Researchers in an article published in the New England Journal of Medicine on Wednesday, June 8, point to growing evidence that suggests racism as well as related stress and anxiety are on the rise following the 2016 election.
The article titled “Health Effects of Dramatic Societal Events — Ramifications of the Recent Presidential Election,” by David William, a Harvard public health professor, and Morgan Medlock, a Boston psychiatrist, examined research of landmark political events such as elections and 9/11, and found that increases in racial tension often followed.
“The presidential candidacy of Donald Trump appeared to bring further to the surface preexisting hostile attitudes toward racial and ethnic minorities, immigrants and Muslims,” the authors wrote.
The election of Barack Obama played a foundational role, they said, as research indicates that a third of white Americans expressed being “troubled” by a Black man in the White House.
“Obama’s election also led to a marked increase in racial animosity expressed in social media: there was a proliferation of hate websites and anti-Obama Facebook pages, with the widespread use of historical racial stereotypes that are no longer seen in mainstream media,” the article stated.
By the time of the 2016 presidential campaign, hostility toward racial, ethnic and religious minorities appeared to have reached new levels. The authors cited a national survey of 2,000 elementary and high school teachers, of which half said that many of their students had been “emboldened” to use offensive and bigoted language toward minorities.
Sixty-seven percent of the teachers reported that many of their students expressed fear about what might happen to their families.
“What has happened with the Trump campaign is that it has built on these hostile attitudes that already existed in the Obama era,” Williams told Vox.com.
While there are presently no studies specifically linking increased stress from the 2016 election to health outcomes, Williams said that every two years the U.S. General Social Survey does measure whether areas with higher racial prejudice have unique health outcomes.
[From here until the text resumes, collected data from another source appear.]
use clap::Parser;
use coach_roster::app::{CoachDetailRequest, CoachListRequest, PageAction};
use coach_roster::config::cli::PageActions;
use coach_roster::domain::ports::ConfigProvider;
use coach_roster::utils::{logger, validation::Validate};
use coach_roster::views::PrintNavigator;
use coach_roster::{AppError, CliConfig, Command, FileTokenStore, HttpCoachApi, RosterApp};
use std::sync::Arc;

fn page_actions(actions: &PageActions) -> Vec<PageAction> {
    let mut out = Vec::new();
    if let Some(row) = actions.open {
        out.push(PageAction::OpenRow(row));
    }
    if actions.dashboard {
        out.push(PageAction::Dashboard);
    }
    if actions.summary {
        out.push(PageAction::Summary);
    }
    out
}

async fn run(config: CliConfig) -> coach_roster::Result<String> {
    let settings = config.settings()?;
    tracing::debug!("Resolved settings: {:?}", settings);

    let tokens = Arc::new(FileTokenStore::new(settings.token_store_path()));
    let api = HttpCoachApi::from_config(&settings, tokens)?;
    let mut app = RosterApp::new(api, PrintNavigator, config.output_format()?);

    match config.command {
        Command::Coaches {
            program,
            search,
            semester,
            actions,
        } => {
            app.coach_list(CoachListRequest {
                program_id: program,
                search,
                semester: semester.parse()?,
                actions: page_actions(&actions),
            })
            .await
        }
        Command::Coach {
            id,
            search,
            year,
            actions,
        } => {
            app.coach_detail(CoachDetailRequest {
                coach_id: id,
                search,
                year: year.parse()?,
                actions: page_actions(&actions),
            })
            .await
        }
    }
}

fn report(e: &AppError) -> ! {
    tracing::error!("❌ {}", e);
    tracing::error!("💡 Recovery suggestion: {}", e.recovery_suggestion());
    eprintln!("❌ {}", e.user_friendly_message());
    eprintln!("💡 {}", e.recovery_suggestion());
    std::process::exit(1);
}

#[tokio::main]
async fn main() {
    let config = CliConfig::parse();

    // 初始化日誌
    if config.log_format == "json" {
        logger::init_json_logger(config.verbose);
    } else {
        logger::init_cli_logger(config.verbose);
    }

    tracing::info!("Starting coach-roster CLI");
    if config.verbose {
        tracing::debug!("CLI config: {:?}", config);
    }

    // 驗證配置
    if let Err(e) = config.validate() {
        report(&e);
    }

    match run(config).await {
        Ok(page) => println!("{}", page),
        Err(e) => report(&e),
    }
}
use crate::domain::model::{Assignment, Coach, Identifier, Program, Student};
use crate::domain::ports::CoachApi;
use crate::utils::error::{AppError, Result};
use std::sync::atomic::{AtomicBool, AtomicUsize, Ordering};
use std::sync::Mutex;

pub fn coach(id: i64, first: &str, last: &str, number: i64) -> Coach {
    Coach {
        id: Identifier::Number(id),
        coach_id: Identifier::Number(number),
        first_name: first.to_string(),
        last_name: last.to_string(),
        email: format!("{}@school.edu", first.to_lowercase()),
        assignments: None,
    }
}

pub fn student(id: i64, first: &str, last: &str, year: &str) -> Student {
    Student {
        id: Identifier::Number(id),
        first_name: first.to_string(),
        last_name: last.to_string(),
        student_id: Some(Identifier::Text(format!("2024-{:04}", id))),
        email: format!("{}.{}@school.edu", first.to_lowercase(), last.to_lowercase()),
        year_level: year.to_string(),
    }
}

pub fn coach_with_students(id: i64, students: Vec<Student>) -> Coach {
    let mut c = coach(id, "Ana", "Cruz", 100 + id);
    c.assignments = Some(
        students
            .into_iter()
            .enumerate()
            .map(|(i, student)| Assignment {
                id: Some(Identifier::Number(i as i64)),
                student,
            })
            .collect(),
    );
    c
}

/// In-memory backend that records every call.
#[derive(Default)]
pub struct FakeApi {
    coaches: Vec<Coach>,
    program_calls: AtomicUsize,
    coach_list_calls: Mutex<Vec<String>>,
    coach_calls: Mutex<Vec<String>>,
    failing: AtomicBool,
}

impl FakeApi {
    pub fn new() -> Self {
        Self::default()
    }

    pub fn with_coaches(mut self, coaches: Vec<Coach>) -> Self {
        self.coaches = coaches;
        self
    }

    pub fn fail_all(&self) {
        self.failing.store(true, Ordering::SeqCst);
    }

    pub fn program_calls(&self) -> usize {
        self.program_calls.load(Ordering::SeqCst)
    }

    pub fn coach_list_calls(&self) -> Vec<String> {
        self.coach_list_calls.lock().unwrap().clone()
    }

    pub fn coach_calls(&self) -> Vec<String> {
        self.coach_calls.lock().unwrap().clone()
    }

    fn check(&self, url: &str) -> Result<()> {
        if self.failing.load(Ordering::SeqCst) {
            return Err(AppError::HttpStatus {
                status: 500,
                url: url.to_string(),
            });
        }
        Ok(())
    }
}

#[async_trait::async_trait]
impl CoachApi for FakeApi {
    async fn list_programs(&self) -> Result<Vec<Program>> {
        self.program_calls.fetch_add(1, Ordering::SeqCst);
        self.check("/programs")?;
        Ok(vec![Program {
            id: Identifier::Number(4),
            name: Some("BS Computer Science".to_string()),
            attributes: Default::default(),
        }])
    }

    async fn list_coaches(&self, program_id: &str) -> Result<Vec<Coach>> {
        self.coach_list_calls.lock().unwrap().push(program_id.to_string());
        self.check("/coaches")?;
        Ok(self.coaches.clone())
    }

    async fn get_coach(&self, coach_id: &str) -> Result<Coach> {
        self.coach_calls.lock().unwrap().push(coach_id.to_string());
        self.check("/coaches/{id}")?;
        self.coaches
            .iter()
            .find(|c| c.id.to_string() == coach_id)
            .cloned()
            .ok_or_else(|| AppError::HttpStatus {
                status: 404,
                url: format!("/coaches/{}", coach_id),
            })
    }
}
“They found people who live in areas that are characterized by higher levels of racial prejudice have higher rates of death,” Williams told the news website. “Other researchers have found the mortality rate from heart disease is higher in these (high-prejudice) areas.”
For example, the New England Journal article pointed to research that found increases in mental health symptoms, such as higher levels of depression and anxiety, among Americans of Middle Eastern origin in the wake of 9/11.
Another study examining birth outcomes among California women of various racial and ethnic groups found only Arab-American women showed a pattern of increased risk of low birth weight or preterm births in the six months after 9/11, compared to the prior six month period.
Not only can hostile environments lead to negative health outcomes, Williams and Medlock found, but so can actual cuts to health and social service programs like those contained in Trump’s 2018 budget proposal, which is presently being debated in Washington.
The authors pointed to the many Americans who lost health insurance and were dropped from the food stamps program in the 1980s as a result of President Ronald Reagan’s spending cuts. Negative health effects were soon documented in the increase in women without prenatal care, increase in infant mortality in low-income areas and rise in preventable childhood diseases as well as deteriorating health among adults in poor areas.
As result of these issues, Williams suggested that there is a need for physicians and child psychologists to perform more outreach in schools. Schools, he told Vox.com, should also provide teachers with training on how to respond to students showing stress and anxiety, and work to create a more tolerant environment.